1.1               Defined Terms. Certain capitalized terms used in this Agreement are defined on Schedule 1 attached hereto.

ARTICLE 2.
the Merger

2.1               The Merger. On the terms and subject to the conditions set forth in this Agreement, and in accordance with the DGCL, at the Effective Time: (a) Merger Sub will merge with and into Clinigence (the “Merger”); (b) the separate corporate existence of Merger Sub will cease; (c) Clinigence will continue its corporate existence under the DGCL as the surviving corporation in the Merger and a Subsidiary of iGambit (sometimes referred to herein as the “Surviving Corporation”) and (d) the Surviving Corporation shall change its name to Clinigence, Inc.

2.2               Closing. Upon the terms and subject to the conditions set forth herein, the closing of the Merger (the “Closing”) will take place as soon as practicable (and, in any event, within three (3) Business Days) after the satisfaction or, to the extent permitted hereunder, waiver of all conditions to the Merger set forth in ARTICLE 9 (other than those conditions that by their nature are to be satisfied at the Closing, but subject to the satisfaction or, to the extent permitted hereunder, waiver of all such conditions), unless this Agreement has been terminated pursuant to its terms or unless another time or date is agreed to in writing by the parties hereto. The actual date of the Closing is hereinafter referred to as the “Closing Date.”

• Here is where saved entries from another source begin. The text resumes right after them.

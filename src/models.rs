use chrono::{DateTime, Utc};
use serde::{Deserialize, Serialize};
use uuid::Uuid;

use crate::{
    cart::Cart,
    error::{CoreError, CoreResult},
};

#[derive(Debug, Clone, Serialize, Deserialize)]
pub struct Customer {
    pub id: i64,
    pub name: String,
    pub email: String,
    pub address: String,
    pub created_at: DateTime<Utc>,
}

#[derive(Debug, Clone, Serialize, Deserialize)]
pub struct CatalogItem {
    pub id: i64,
    pub name: String,
    pub description: Option<String>,
    pub price: i64,
    pub stock: i32,
    pub deleted_at: Option<DateTime<Utc>>,
    pub created_at: DateTime<Utc>,
}

/// One item/quantity entry within an order. The unit price is captured at purchase
/// time and never re-read from the catalog, so historical orders stay immutable when
/// catalog prices change.
#[derive(Debug, Clone, Serialize, Deserialize)]
pub struct OrderLine {
    pub item_id: i64,
    pub quantity: i32,
    pub unit_price: i64,
}

/// Immutable snapshot of a cart and a customer at the moment of checkout. The
/// identity stays unset until the repository persists the header; it can be assigned
/// exactly once.
#[derive(Debug, Clone, Serialize, Deserialize)]
pub struct Order {
    id: Option<i64>,
    pub customer_id: i64,
    pub reference: String,
    pub total_amount: i64,
    pub shipping_address: String,
    pub created_at: DateTime<Utc>,
    pub lines: Vec<OrderLine>,
}

impl Order {
    /// Builds the order snapshot from a cart. Captures the subtotal and each line's
    /// current unit price; the shipping address falls back to the customer's.
    pub fn create(
        customer: &Customer,
        cart: &Cart,
        shipping_address: Option<String>,
    ) -> CoreResult<Self> {
        if cart.is_empty() {
            return Err(CoreError::EmptyCart);
        }

        let lines = cart
            .lines()
            .iter()
            .map(|l| OrderLine {
                item_id: l.item.id,
                quantity: l.quantity,
                unit_price: l.item.price,
            })
            .collect();

        Ok(Self {
            id: None,
            customer_id: customer.id,
            reference: build_reference(),
            total_amount: cart.subtotal(),
            shipping_address: shipping_address.unwrap_or_else(|| customer.address.clone()),
            created_at: Utc::now(),
            lines,
        })
    }

    /// Reconstructs a persisted order purely from row data. Read paths only; nothing
    /// is re-validated or recomputed.
    pub fn from_snapshot(
        id: i64,
        customer_id: i64,
        reference: String,
        total_amount: i64,
        shipping_address: String,
        created_at: DateTime<Utc>,
        lines: Vec<OrderLine>,
    ) -> Self {
        Self {
            id: Some(id),
            customer_id,
            reference,
            total_amount,
            shipping_address,
            created_at,
            lines,
        }
    }

    pub fn id(&self) -> Option<i64> {
        self.id
    }

    /// Assigns the repository-generated identity. A second assignment fails.
    pub fn assign_id(&mut self, id: i64) -> CoreResult<()> {
        if self.id.is_some() {
            return Err(CoreError::IdentityAlreadySet);
        }
        self.id = Some(id);
        Ok(())
    }
}

fn build_reference() -> String {
    let date = Utc::now().format("%Y%m%d");
    let suffix = Uuid::new_v4().to_string();
    let short = &suffix[..8];
    format!("ORD-{}-{}", date, short)
}

#[derive(Debug, Clone, Copy, PartialEq, Eq, Serialize, Deserialize)]
#[serde(rename_all = "snake_case")]
pub enum SlotStatus {
    Available,
    Booked,
}

impl SlotStatus {
    pub fn as_str(&self) -> &'static str {
        match self {
            SlotStatus::Available => "available",
            SlotStatus::Booked => "booked",
        }
    }

    pub fn parse(s: &str) -> CoreResult<Self> {
        match s {
            "available" => Ok(SlotStatus::Available),
            "booked" => Ok(SlotStatus::Booked),
            other => Err(CoreError::Validation(format!(
                "unknown slot status: {other}"
            ))),
        }
    }
}

/// A bookable unit of schedule. The status only ever moves Available -> Booked; the
/// authoritative transition happens in storage, and `book` is the in-memory guard
/// applied once that transition has committed.
#[derive(Debug, Clone, Serialize, Deserialize)]
pub struct TimeSlot {
    pub id: i64,
    pub starts_at: DateTime<Utc>,
    pub status: SlotStatus,
}

impl TimeSlot {
    pub fn is_available(&self) -> bool {
        self.status == SlotStatus::Available
    }

    pub fn book(&mut self) -> CoreResult<()> {
        if self.status != SlotStatus::Available {
            return Err(CoreError::InvalidTransition);
        }
        self.status = SlotStatus::Booked;
        Ok(())
    }
}

#[derive(Debug, Clone, Serialize, Deserialize)]
pub struct Reservation {
    pub id: i64,
    pub customer_id: i64,
    pub time_slot_id: i64,
    pub created_at: DateTime<Utc>,
}

#[cfg(test)]
mod tests {
    use super::*;
    use crate::cart::Cart;

    fn customer() -> Customer {
        Customer {
            id: 7,
            name: "Ada".into(),
            email: "ada@example.com".into(),
            address: "1 Analytical Way".into(),
            created_at: Utc::now(),
        }
    }

    fn item(id: i64, price: i64, stock: i32) -> CatalogItem {
        CatalogItem {
            id,
            name: format!("item-{id}"),
            description: None,
            price,
            stock,
            deleted_at: None,
            created_at: Utc::now(),
        }
    }

    #[test]
    fn create_fails_on_empty_cart() {
        let cart = Cart::new();
        assert!(matches!(
            Order::create(&customer(), &cart, None),
            Err(CoreError::EmptyCart)
        ));
    }

    #[test]
    fn create_captures_prices_and_total() {
        let mut cart = Cart::new();
        cart.add_item(item(1, 1000, 10), 2).unwrap();
        cart.add_item(item(2, 500, 5), 1).unwrap();

        let order = Order::create(&customer(), &cart, None).unwrap();
        assert_eq!(order.total_amount, 2500);
        assert_eq!(order.lines.len(), 2);
        assert_eq!(order.lines[0].unit_price, 1000);
        assert_eq!(order.lines[1].unit_price, 500);
        assert!(order.id().is_none());
        assert!(order.reference.starts_with("ORD-"));
    }

    #[test]
    fn shipping_address_defaults_to_customer_address() {
        let mut cart = Cart::new();
        cart.add_item(item(1, 1000, 10), 1).unwrap();

        let order = Order::create(&customer(), &cart, None).unwrap();
        assert_eq!(order.shipping_address, "1 Analytical Way");

        let order = Order::create(&customer(), &cart, Some("Elsewhere 2".into())).unwrap();
        assert_eq!(order.shipping_address, "Elsewhere 2");
    }

    #[test]
    fn identity_is_assigned_exactly_once() {
        let mut cart = Cart::new();
        cart.add_item(item(1, 1000, 10), 1).unwrap();

        let mut order = Order::create(&customer(), &cart, None).unwrap();
        order.assign_id(42).unwrap();
        assert_eq!(order.id(), Some(42));
        assert!(matches!(
            order.assign_id(43),
            Err(CoreError::IdentityAlreadySet)
        ));
        assert_eq!(order.id(), Some(42));
    }

    #[test]
    fn from_snapshot_keeps_row_data_verbatim() {
        let lines = vec![OrderLine {
            item_id: 1,
            quantity: 2,
            unit_price: 999,
        }];
        // Total deliberately disagrees with the lines: snapshots are never recomputed.
        let order = Order::from_snapshot(
            5,
            7,
            "ORD-20260101-abcd1234".into(),
            123,
            "Somewhere".into(),
            Utc::now(),
            lines,
        );
        assert_eq!(order.id(), Some(5));
        assert_eq!(order.total_amount, 123);
    }

    #[test]
    fn slot_books_only_from_available() {
        let mut slot = TimeSlot {
            id: 1,
            starts_at: Utc::now(),
            status: SlotStatus::Available,
        };
        assert!(slot.is_available());
        slot.book().unwrap();
        assert_eq!(slot.status, SlotStatus::Booked);
        assert!(matches!(slot.book(), Err(CoreError::InvalidTransition)));
    }

    #[test]
    fn slot_status_round_trips_through_strings() {
        assert_eq!(SlotStatus::parse("available").unwrap(), SlotStatus::Available);
        assert_eq!(SlotStatus::parse("booked").unwrap(), SlotStatus::Booked);
        assert!(SlotStatus::parse("cancelled").is_err());
    }
}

Effective Time. Subject to the provisions of this Agreement, at the Closing, Clinigence, iGambit, and Merger Sub will cause a certificate of merger (the “Certificate of Merger”) to be executed, acknowledged, and filed with the Secretary of State of the State of Delaware in accordance with the relevant provisions of the DGCL and shall make all other filings or recordings required under the DGCL. The Merger will become effective at such time as the Certificate of Merger has been duly filed with the Secretary of State of the State of Delaware or at such later date or time as may be agreed by Clinigence and iGambit in writing and specified in the Certificate of Merger in accordance with the DGCL (the effective time of the Merger being hereinafter referred to as the “Effective Time”).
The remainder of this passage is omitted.